MATERIAL TO PROCESS —
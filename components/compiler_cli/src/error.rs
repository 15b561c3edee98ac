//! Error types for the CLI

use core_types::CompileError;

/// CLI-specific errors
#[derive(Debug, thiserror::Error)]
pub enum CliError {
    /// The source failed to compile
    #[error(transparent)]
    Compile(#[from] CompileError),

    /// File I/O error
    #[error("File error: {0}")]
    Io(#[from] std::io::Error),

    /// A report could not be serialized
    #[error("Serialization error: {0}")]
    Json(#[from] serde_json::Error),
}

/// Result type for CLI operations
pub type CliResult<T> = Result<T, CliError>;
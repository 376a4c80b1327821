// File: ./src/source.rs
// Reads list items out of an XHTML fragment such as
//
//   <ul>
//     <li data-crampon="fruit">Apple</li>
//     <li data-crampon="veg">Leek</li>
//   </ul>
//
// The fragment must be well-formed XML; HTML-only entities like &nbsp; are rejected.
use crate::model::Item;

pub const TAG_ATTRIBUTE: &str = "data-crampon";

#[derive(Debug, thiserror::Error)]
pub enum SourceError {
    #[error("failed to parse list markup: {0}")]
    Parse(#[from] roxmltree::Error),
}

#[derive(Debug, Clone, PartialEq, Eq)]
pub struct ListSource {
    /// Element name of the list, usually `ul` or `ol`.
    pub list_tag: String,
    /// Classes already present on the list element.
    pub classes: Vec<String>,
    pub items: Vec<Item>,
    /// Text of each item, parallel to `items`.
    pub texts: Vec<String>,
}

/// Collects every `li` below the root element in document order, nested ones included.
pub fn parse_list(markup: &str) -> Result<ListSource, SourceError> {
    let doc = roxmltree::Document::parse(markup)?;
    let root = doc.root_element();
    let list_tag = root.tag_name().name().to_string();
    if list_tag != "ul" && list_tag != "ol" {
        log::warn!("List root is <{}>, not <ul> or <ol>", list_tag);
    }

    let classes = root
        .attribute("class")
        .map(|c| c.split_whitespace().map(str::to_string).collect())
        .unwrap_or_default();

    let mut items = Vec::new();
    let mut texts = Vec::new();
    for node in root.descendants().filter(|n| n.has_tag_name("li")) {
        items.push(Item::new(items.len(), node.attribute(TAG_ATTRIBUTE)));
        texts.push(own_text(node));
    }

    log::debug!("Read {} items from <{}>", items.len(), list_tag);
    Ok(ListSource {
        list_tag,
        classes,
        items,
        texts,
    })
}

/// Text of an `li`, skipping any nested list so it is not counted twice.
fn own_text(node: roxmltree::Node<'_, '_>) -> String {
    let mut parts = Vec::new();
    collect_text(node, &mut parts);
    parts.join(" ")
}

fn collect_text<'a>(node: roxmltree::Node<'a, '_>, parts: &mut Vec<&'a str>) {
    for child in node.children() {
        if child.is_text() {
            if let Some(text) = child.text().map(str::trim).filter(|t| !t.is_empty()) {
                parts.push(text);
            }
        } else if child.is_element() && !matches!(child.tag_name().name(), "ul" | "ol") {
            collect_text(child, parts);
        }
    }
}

WORK TO COMPLETE — Write each record above out again exactly as it reads.

REPLY TO THE EXERCISE —
filename components/compiler_cli/src/error.rs
repository 15b561c3edee98ac
//! Error types for the CLI

use core_types::CompileError;

/// CLI-specific errors
#[derive(Debug, thiserror::Error)]
pub enum CliError {
    /// The source failed to compile
    #[error(transparent)]
    Compile(#[from] CompileError),

    /// File I/O error
    #[error("File error: {0}")]
    Io(#[from] std::io::Error),

    /// A report could not be serialized
    #[error("Serialization error: {0}")]
    Json(#[from] serde_json::Error),
}

/// Result type for CLI operations
pub type CliResult<T> = Result<T, CliError>;
repository 376a4c80b1327821
// File: ./src/source.rs
// Reads list items out of an XHTML fragment such as
//
//   <ul>
//     <li data-crampon="fruit">Apple</li>
//     <li data-crampon="veg">Leek</li>
//   </ul>
//
// The fragment must be well-formed XML; HTML-only entities like &nbsp; are rejected.
use crate::model::Item;

pub const TAG_ATTRIBUTE: &str = "data-crampon";

#[derive(Debug, thiserror::Error)]
pub enum SourceError {
    #[error("failed to parse list markup: {0}")]
    Parse(#[from] roxmltree::Error),
}

#[derive(Debug, Clone, PartialEq, Eq)]
pub struct ListSource {
    /// Element name of the list, usually `ul` or `ol`.
    pub list_tag: String,
    /// Classes already present on the list element.
    pub classes: Vec<String>,
    pub items: Vec<Item>,
    /// Text of each item, parallel to `items`.
    pub texts: Vec<String>,
}

/// Collects every `li` below the root element in document order, nested ones included.
pub fn parse_list(markup: &str) -> Result<ListSource, SourceError> {
    let doc = roxmltree::Document::parse(markup)?;
    let root = doc.root_element();
    let list_tag = root.tag_name().name().to_string();
    if list_tag != "ul" && list_tag != "ol" {
        log::warn!("List root is <{}>, not <ul> or <ol>", list_tag);
    }

    let classes = root
        .attribute("class")
        .map(|c| c.split_whitespace().map(str::to_string).collect())
        .unwrap_or_default();

    let mut items = Vec::new();
    let mut texts = Vec::new();
    for node in root.descendants().filter(|n| n.has_tag_name("li")) {
        items.push(Item::new(items.len(), node.attribute(TAG_ATTRIBUTE)));
        texts.push(own_text(node));
    }

    log::debug!("Read {} items from <{}>", items.len(), list_tag);
    Ok(ListSource {
        list_tag,
        classes,
        items,
        texts,
    })
}

/// Text of an `li`, skipping any nested list so it is not counted twice.
fn own_text(node: roxmltree::Node<'_, '_>) -> String {
    let mut parts = Vec::new();
    collect_text(node, &mut parts);
    parts.join(" ")
}

fn collect_text<'a>(node: roxmltree::Node<'a, '_>, parts: &mut Vec<&'a str>) {
    for child in node.children() {
        if child.is_text() {
            if let Some(text) = child.text().map(str::trim).filter(|t| !t.is_empty()) {
                parts.push(text);
            }
        } else if child.is_element() && !matches!(child.tag_name().name(), "ul" | "ol") {
            collect_text(child, parts);
        }
    }
}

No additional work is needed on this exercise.